Reducing Cancer Therapy’s Toll on the Heart

August 29, 2022

NCH is leveraging our expertise in two key specialties to reduce cardiovascular damage related to cancer drugs.

Cancer patients often face a cruel reality: To treat one disease, they risk developing another one. Cardiotoxicity—the direct damage to the heart by anti-cancer agents—is a significant risk in many cases. For example, up to 1 in 10 patients who receive an anthracycline, such as doxorubicin, experience a weakening of the heart’s ability to pump blood one year after the start of treatment.1

In some cases, cardiotoxicity can be monitored and managed without interrupting anticancer therapy—for instance, through the early initiation of heart failure medications. In others, it may prompt a switch to other treatments that may be less effective, or discontinuation of therapy. Its most serious and long-lasting outcomes include heart failure. Cardiovascular comorbidities are a leading cause of death in cancer survivors 10 years after their diagnosis.2

Given the serious impacts of cardiotoxicity and published studies suggesting there is much room for improvement, New Century Health is taking steps to identify and address gaps in cardio-oncology. 


Adherence to Heart Monitoring Guidelines

Routine monitoring of heart function is a key step for detecting damage to the heart, managing it and preventing further damage. While numerous medical societies in recent years have issued guidelines outlining which patients should receive this monitoring, and how often, large portions of patients still don’t receive them. For example:

  • 21-27% of patients did not receive the guideline-recommended baseline cardiac monitoring four months before the start of trastuzumab-based therapy.3, 4
  • 53-64% of patients did not receive guideline-directed cardiac monitoring every three to four months while being treated with trastuzumab.3, 4, 5

Monitoring at appropriate intervals is important because the impacts of some anti-cancer agents, such as anthracyclines, are cumulative. Each dose can result in further injury to the heart.


A Health Equity Component

Cardiotoxicity does not affect all patient populations equally. Underserved groups tend to have higher incidence of cardiovascular damage from their cancer therapy, as well as greater risk of death related to it. For example, the percentage of Black women who developed cardiotoxicity one year after the start of adjuvant HER2-targeted therapy was more than three times that of white women (24% vs. 7%).6 The percentage of Black patients who did not complete their therapy was more than 4.5 times higher than white women in the same study.


NCH Improvement Efforts

NCH is launching a pilot program that seeks to prevent cardiotoxicity through adherence to monitoring guidelines. Starting with one health plan partner, we are:

  • Leveraging baseline data to measure the frequency of appropriate cardiac monitoring for patients receiving cardiotoxic therapies.
  • Identifying subgroups of patients who are less likely to receive recommended cardiac monitoring before, during or after anticancer therapy.
  • Intervening with a targeted cohort of patients on cardiotoxic therapy to ensure cardiac studies are performed per guidelines.
  • Expediting the scheduling of cardiac studies by submitting and approving authorizations for studies that are indicated but have not been requested by providers.

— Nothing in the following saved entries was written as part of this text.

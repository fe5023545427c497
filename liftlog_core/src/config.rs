//! Configuration file support for liftlog.
//!
//! Configuration is loaded from `$XDG_CONFIG_HOME/liftlog/config.toml`.

use crate::{Error, MassUnit, Result};
use serde::{Deserialize, Serialize};
use std::path::{Path, PathBuf};

/// Application configuration
#[derive(Clone, Debug, Serialize, Deserialize, Default)]
pub struct Config {
    #[serde(default)]
    pub data: DataConfig,

    #[serde(default)]
    pub display: DisplayConfig,
}

/// Data storage configuration
#[derive(Clone, Debug, Serialize, Deserialize)]
pub struct DataConfig {
    #[serde(default = "default_data_dir")]
    pub data_dir: PathBuf,
}

impl Default for DataConfig {
    fn default() -> Self {
        Self {
            data_dir: default_data_dir(),
        }
    }
}

impl DataConfig {
    pub fn journal_path(data_dir: &Path) -> PathBuf {
        data_dir.join("journal").join("entries.jsonl")
    }

    pub fn prefs_path(data_dir: &Path) -> PathBuf {
        data_dir.join("state.json")
    }

    pub fn export_path(data_dir: &Path) -> PathBuf {
        data_dir.join("sets.csv")
    }
}

/// Display configuration
#[derive(Clone, Debug, Serialize, Deserialize, Default)]
pub struct DisplayConfig {
    /// Unit used until the user picks one
    #[serde(default)]
    pub default_unit: MassUnit,
}

fn home_dir() -> PathBuf {
    dirs::home_dir().unwrap_or_else(|| PathBuf::from("."))
}

fn default_data_dir() -> PathBuf {
    let base = dirs::data_local_dir().unwrap_or_else(|| home_dir().join(".local/share"));
    base.join("liftlog")
}

impl Config {
    /// Load configuration from the standard config path
    pub fn load() -> Result<Self> {
        let config_path = Self::default_config_path();
        if config_path.exists() {
            Self::load_from(&config_path)
        } else {
            tracing::debug!(
                "No config file found at {:?}, using defaults",
                config_path
            );
            Ok(Self::default())
        }
    }

    /// Load configuration from a specific path
    pub fn load_from(path: &Path) -> Result<Self> {
        let contents = std::fs::read_to_string(path)?;
        let config: Config = toml::from_str(&contents)?;
        tracing::info!("Loaded config from {:?}", path);
        Ok(config)
    }

    /// Get the default config file path
    pub fn default_config_path() -> PathBuf {
        let base = dirs::config_dir().unwrap_or_else(|| home_dir().join(".config"));
        base.join("liftlog").join("config.toml")
    }

    /// Save the current configuration to a specific path
    pub fn save_to(&self, path: &Path) -> Result<()> {
        if let Some(parent) = path.parent() {
            std::fs::create_dir_all(parent)?;
        }

        let contents = toml::to_string_pretty(self)
            .map_err(|e| Error::Config(format!("Failed to serialize config: {}", e)))?;
        std::fs::write(path, contents)?;
        tracing::info!("Saved config to {:?}", path);
        Ok(())
    }
}

#[cfg(test)]
mod tests {
    use super::*;

    #[test]
    fn test_default_config() {
        let config = Config::default();
        assert_eq!(config.display.default_unit, MassUnit::Kg);
        assert!(config.data.data_dir.ends_with("liftlog"));
    }

    #[test]
    fn test_config_roundtrip() {
        let temp_dir = tempfile::tempdir().unwrap();
        let path = temp_dir.path().join("liftlog").join("config.toml");

        let mut config = Config::default();
        config.display.default_unit = MassUnit::Lb;
        config.data.data_dir = temp_dir.path().join("data");
        config.save_to(&path).unwrap();

        let loaded = Config::load_from(&path).unwrap();
        assert_eq!(loaded.display.default_unit, MassUnit::Lb);
        assert_eq!(loaded.data.data_dir, temp_dir.path().join("data"));
    }

    #[test]
    fn test_partial_config() {
        let toml_str = r#"
[display]
default_unit = "lb"
"#;
        let config: Config = toml::from_str(toml_str).unwrap();
        assert_eq!(config.display.default_unit, MassUnit::Lb);
        assert!(config.data.data_dir.ends_with("liftlog")); // default
    }

    #[test]
    fn test_invalid_unit_is_rejected() {
        let result = toml::from_str::<Config>("[display]\ndefault_unit = \"stone\"\n");
        assert!(result.is_err());
    }

    #[test]
    fn test_data_paths() {
        let dir = Path::new("/tmp/liftlog");
        assert_eq!(
            DataConfig::journal_path(dir),
            Path::new("/tmp/liftlog/journal/entries.jsonl")
        );
        assert_eq!(DataConfig::prefs_path(dir), Path::new("/tmp/liftlog/state.json"));
        assert_eq!(DataConfig::export_path(dir), Path::new("/tmp/liftlog/sets.csv"));
    }
}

We hope that comprehensive cardiac monitoring before cancer treatment, with early referrals to cardio-oncology specialists for subsequent studies, will improve clinical outcomes among high-risk populations while delivering cost-savings for our partners.

Risk Factors for Cancer Therapy- Related Cardiomyopathy

  • Age 60 or higher
  • Black race
  • Coronary artery disease
  • Hypertension
  • Diabetes
  • Preexisting cardiomyopathy
  • Previous exposure to anthracyclines
  • Previous chest radiation
  • Elevated troponin pretherapy

Source: 2022 AHA/ACC/HFSA Guideline for the Management of Heart Failure

1  JCO Oncology Practice 17, no. 5 (May 01, 2021) 228-236. doi: 10.1200/OP.20.00924
2  Cancers (Basel). 2020 Dec 11;12(12):3737. doi: 10.3390/cancers12123737.
3  JACC: Cardiovascular Imaging, Volume 11, Issue 8, 2018, Pages 1084-1093, https://doi.org/10.1016/j.jcmg.2018.06.005
4  J Clin Oncol. 2015 Jul 1;33(19):2176-83. doi: 10.1200/JCO.2014.58.9465.
5  J Am Coll Cardiol CardioOnc. 2020 Jun, 2 (2) 166–175. https://doi.org/10.1016/j.jaccao.2020.03.002
6  Cancer. 2018 May 1;124(9):1904-1911. doi: 10.1002/cncr.31260.